## WHAT TO DO
Tally up the lines below with "WalkBuilder" in them. Answer with the number only.

## RECORDS
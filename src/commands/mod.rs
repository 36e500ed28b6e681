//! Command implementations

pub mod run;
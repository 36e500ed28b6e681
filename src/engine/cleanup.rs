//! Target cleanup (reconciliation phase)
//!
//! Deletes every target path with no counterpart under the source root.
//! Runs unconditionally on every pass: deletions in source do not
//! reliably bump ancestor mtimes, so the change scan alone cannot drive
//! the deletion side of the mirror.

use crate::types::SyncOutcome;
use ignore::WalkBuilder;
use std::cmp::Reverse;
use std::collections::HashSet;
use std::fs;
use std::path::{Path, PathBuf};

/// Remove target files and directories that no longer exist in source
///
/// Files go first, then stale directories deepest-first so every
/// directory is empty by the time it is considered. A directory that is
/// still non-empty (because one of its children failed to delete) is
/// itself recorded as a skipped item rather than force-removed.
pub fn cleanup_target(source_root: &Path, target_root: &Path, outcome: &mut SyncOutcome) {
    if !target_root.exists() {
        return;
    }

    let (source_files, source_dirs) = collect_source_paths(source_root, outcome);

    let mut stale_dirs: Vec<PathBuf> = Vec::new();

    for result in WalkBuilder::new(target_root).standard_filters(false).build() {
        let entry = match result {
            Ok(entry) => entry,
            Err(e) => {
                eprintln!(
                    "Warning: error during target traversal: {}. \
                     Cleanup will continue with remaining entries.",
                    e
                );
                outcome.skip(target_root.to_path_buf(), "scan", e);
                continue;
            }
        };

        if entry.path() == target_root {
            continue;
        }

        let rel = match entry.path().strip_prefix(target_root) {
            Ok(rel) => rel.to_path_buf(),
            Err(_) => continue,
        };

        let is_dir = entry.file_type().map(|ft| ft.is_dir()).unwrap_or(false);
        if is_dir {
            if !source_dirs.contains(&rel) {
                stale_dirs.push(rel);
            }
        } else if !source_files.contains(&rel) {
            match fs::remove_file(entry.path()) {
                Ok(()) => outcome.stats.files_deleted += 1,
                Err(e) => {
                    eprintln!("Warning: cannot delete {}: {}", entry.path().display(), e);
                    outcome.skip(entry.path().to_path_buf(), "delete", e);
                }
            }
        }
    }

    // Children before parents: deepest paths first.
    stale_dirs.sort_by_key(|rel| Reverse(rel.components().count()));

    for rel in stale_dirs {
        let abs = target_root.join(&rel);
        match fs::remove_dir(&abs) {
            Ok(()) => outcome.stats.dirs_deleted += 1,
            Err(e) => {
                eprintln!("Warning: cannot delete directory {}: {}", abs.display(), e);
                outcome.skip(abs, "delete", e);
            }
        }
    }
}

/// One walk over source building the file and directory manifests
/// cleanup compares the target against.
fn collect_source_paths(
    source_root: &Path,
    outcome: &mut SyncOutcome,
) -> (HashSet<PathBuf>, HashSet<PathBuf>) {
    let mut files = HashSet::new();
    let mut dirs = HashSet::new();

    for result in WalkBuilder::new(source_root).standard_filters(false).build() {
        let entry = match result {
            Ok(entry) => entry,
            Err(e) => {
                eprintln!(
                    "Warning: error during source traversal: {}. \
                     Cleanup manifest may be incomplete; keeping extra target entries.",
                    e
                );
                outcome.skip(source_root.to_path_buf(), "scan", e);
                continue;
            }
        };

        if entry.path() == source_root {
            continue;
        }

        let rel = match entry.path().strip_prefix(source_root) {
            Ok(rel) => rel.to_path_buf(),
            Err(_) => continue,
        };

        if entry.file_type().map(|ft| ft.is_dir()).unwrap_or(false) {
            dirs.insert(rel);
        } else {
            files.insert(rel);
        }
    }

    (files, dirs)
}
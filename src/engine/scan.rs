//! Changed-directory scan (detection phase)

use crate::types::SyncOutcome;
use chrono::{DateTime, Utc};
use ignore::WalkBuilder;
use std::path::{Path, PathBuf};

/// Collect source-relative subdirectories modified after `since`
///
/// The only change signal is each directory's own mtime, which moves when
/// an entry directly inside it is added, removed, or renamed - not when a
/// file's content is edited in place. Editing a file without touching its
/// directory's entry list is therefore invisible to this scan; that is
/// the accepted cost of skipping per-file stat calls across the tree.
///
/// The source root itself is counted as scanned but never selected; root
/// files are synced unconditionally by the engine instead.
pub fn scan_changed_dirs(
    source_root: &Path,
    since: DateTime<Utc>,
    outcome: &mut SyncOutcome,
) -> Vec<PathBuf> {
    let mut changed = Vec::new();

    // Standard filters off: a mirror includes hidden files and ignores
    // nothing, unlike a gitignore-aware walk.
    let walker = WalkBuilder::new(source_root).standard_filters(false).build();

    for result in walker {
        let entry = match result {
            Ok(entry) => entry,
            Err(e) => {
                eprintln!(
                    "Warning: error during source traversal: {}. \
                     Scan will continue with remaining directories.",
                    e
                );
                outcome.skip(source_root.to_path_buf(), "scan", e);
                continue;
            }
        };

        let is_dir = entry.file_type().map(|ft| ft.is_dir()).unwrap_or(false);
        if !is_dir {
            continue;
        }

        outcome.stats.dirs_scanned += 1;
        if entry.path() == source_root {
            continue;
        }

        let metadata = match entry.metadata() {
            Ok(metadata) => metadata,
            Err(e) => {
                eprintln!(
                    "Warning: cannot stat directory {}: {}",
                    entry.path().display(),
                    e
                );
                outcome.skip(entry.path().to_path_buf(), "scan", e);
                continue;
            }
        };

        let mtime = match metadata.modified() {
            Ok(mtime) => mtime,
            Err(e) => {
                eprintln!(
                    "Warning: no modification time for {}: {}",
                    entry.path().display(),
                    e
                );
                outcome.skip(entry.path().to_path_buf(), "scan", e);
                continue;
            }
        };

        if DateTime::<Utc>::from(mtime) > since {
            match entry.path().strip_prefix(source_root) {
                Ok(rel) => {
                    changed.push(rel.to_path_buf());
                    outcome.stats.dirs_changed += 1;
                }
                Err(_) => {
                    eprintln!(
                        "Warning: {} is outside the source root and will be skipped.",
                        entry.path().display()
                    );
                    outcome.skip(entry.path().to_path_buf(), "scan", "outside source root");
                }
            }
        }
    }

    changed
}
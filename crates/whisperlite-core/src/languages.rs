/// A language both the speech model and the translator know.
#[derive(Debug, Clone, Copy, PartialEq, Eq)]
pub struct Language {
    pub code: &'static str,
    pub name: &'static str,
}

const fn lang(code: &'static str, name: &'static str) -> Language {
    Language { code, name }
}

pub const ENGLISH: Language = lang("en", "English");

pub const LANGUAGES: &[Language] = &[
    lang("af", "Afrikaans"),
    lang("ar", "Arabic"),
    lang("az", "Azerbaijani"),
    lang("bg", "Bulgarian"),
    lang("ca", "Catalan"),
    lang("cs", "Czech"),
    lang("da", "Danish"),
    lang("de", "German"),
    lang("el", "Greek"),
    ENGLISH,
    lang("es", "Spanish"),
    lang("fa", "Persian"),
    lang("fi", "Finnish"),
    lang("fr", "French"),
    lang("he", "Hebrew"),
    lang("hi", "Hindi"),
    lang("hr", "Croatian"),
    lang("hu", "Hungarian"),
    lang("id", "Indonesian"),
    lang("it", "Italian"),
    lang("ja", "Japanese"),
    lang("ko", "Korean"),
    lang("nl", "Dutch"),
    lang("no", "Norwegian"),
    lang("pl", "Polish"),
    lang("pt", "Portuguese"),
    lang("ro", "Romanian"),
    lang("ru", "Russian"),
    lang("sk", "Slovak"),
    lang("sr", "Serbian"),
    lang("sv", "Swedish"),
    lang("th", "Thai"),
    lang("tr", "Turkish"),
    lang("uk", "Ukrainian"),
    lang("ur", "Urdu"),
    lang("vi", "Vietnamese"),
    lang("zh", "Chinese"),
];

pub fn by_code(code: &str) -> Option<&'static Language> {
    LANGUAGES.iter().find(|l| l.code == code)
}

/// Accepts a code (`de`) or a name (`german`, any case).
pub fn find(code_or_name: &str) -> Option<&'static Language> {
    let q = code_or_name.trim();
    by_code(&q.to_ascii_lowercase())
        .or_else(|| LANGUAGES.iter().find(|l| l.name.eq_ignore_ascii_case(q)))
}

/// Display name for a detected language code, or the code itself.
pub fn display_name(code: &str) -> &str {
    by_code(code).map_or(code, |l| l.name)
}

...

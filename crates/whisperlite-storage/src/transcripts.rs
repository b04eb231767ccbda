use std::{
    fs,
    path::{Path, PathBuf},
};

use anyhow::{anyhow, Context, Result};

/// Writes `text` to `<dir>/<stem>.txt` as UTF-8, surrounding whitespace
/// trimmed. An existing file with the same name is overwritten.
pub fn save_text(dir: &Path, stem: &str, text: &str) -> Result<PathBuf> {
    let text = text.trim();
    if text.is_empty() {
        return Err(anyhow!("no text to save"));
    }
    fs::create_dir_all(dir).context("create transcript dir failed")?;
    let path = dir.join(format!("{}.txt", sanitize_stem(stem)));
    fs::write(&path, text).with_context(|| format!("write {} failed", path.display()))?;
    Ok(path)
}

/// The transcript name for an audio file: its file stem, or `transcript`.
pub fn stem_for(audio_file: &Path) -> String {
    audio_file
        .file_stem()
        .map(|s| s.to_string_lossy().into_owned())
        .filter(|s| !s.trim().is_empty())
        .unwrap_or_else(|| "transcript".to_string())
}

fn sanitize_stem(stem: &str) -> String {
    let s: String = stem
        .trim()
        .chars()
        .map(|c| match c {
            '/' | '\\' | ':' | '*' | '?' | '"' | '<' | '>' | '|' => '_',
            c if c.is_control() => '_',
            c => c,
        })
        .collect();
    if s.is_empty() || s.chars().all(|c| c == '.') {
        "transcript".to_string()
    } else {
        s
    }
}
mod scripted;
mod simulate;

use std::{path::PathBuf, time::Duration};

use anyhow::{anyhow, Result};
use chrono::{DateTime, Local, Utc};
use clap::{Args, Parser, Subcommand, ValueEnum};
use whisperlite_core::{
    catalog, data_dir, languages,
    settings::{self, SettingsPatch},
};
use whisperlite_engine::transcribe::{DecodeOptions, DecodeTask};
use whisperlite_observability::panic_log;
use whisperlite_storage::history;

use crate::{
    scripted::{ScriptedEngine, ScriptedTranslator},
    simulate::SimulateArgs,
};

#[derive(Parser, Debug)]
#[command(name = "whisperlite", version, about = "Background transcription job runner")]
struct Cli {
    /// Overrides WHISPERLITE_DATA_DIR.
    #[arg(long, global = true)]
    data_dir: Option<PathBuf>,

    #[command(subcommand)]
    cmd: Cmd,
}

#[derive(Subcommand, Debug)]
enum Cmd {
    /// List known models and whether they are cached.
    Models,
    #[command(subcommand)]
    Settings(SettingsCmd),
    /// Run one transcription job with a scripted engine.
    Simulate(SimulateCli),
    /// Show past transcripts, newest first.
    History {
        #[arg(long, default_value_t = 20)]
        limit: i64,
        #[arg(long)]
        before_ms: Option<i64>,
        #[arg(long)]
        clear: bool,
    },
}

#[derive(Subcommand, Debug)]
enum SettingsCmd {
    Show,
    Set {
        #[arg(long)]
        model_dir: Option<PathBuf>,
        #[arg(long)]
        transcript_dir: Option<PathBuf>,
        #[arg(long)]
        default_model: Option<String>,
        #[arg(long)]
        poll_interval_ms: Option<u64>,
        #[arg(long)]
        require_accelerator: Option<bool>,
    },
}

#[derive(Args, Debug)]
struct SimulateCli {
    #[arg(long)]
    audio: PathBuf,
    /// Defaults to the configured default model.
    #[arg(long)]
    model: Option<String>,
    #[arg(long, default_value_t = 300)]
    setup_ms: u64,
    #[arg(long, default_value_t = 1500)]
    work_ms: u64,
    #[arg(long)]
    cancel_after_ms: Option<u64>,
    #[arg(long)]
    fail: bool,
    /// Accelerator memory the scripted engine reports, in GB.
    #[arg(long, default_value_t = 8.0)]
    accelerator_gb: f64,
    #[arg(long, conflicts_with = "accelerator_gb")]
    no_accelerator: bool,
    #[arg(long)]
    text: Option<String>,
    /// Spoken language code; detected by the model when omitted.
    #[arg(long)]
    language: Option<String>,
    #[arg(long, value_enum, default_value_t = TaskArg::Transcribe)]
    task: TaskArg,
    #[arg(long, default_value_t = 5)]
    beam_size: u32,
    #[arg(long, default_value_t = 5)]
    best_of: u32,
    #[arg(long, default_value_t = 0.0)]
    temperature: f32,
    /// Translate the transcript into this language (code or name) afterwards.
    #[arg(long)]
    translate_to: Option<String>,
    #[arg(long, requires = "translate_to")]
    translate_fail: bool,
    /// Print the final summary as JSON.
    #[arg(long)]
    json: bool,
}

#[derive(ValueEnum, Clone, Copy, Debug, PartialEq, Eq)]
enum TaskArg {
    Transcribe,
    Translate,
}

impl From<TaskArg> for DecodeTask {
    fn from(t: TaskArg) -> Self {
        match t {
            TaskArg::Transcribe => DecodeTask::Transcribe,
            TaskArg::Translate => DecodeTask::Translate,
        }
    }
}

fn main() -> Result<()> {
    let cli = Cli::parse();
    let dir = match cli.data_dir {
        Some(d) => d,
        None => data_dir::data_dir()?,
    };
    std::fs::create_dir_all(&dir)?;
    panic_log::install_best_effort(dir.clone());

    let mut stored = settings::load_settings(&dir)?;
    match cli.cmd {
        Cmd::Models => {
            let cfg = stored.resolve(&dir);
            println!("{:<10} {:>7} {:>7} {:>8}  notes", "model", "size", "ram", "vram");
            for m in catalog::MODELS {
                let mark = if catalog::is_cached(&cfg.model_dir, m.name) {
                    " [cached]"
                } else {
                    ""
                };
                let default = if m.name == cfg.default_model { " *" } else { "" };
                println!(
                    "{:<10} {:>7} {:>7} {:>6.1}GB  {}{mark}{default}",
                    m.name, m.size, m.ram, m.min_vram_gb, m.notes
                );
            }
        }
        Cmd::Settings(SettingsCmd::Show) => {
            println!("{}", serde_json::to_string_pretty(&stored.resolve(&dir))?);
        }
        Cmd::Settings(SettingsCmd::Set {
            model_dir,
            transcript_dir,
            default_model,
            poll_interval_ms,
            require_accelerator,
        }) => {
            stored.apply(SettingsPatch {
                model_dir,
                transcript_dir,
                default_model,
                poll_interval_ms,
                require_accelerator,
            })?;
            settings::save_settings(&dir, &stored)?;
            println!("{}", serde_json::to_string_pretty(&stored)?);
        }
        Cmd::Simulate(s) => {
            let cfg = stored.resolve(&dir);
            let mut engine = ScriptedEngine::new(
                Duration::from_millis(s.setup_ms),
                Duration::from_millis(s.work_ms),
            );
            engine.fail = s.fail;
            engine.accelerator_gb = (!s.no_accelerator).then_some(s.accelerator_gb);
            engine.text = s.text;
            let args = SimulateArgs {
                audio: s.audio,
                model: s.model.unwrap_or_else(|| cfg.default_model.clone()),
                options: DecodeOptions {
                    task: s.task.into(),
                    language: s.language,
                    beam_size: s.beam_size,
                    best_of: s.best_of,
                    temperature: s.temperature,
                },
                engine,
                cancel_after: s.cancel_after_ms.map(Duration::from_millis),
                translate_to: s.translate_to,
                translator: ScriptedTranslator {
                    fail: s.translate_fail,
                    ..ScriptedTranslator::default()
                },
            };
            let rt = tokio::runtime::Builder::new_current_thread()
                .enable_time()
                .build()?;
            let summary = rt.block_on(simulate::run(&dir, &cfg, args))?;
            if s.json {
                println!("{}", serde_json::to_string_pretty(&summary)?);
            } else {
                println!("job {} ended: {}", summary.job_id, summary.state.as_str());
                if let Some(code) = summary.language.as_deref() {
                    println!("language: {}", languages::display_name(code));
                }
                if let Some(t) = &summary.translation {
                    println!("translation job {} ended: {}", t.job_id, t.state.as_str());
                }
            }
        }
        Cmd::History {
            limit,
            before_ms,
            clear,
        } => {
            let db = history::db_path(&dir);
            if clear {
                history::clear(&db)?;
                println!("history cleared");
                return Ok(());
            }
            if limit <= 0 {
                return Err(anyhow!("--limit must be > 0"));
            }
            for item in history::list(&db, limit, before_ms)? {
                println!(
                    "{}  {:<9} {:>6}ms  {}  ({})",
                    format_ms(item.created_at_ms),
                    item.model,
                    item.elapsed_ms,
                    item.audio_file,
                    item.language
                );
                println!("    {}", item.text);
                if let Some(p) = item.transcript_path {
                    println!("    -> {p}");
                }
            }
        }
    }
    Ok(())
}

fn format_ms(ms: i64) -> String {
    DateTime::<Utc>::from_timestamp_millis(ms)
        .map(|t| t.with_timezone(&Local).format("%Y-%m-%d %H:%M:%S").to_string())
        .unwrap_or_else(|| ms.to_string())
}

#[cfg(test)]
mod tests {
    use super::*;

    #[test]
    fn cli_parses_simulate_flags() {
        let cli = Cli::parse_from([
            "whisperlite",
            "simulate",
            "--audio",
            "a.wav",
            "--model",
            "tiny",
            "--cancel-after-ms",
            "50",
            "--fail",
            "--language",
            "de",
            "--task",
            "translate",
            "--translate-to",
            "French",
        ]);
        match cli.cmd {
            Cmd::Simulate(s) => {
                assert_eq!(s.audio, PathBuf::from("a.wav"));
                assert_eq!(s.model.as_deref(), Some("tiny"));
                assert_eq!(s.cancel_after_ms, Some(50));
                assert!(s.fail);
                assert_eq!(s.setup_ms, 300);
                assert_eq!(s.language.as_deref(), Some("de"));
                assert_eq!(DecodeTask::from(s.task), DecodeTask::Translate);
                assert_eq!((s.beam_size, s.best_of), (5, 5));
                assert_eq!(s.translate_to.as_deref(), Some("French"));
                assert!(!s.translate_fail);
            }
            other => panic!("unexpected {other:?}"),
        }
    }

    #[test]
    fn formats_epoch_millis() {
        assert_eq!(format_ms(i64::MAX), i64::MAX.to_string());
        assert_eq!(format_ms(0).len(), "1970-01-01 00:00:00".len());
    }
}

## RESPONSE
5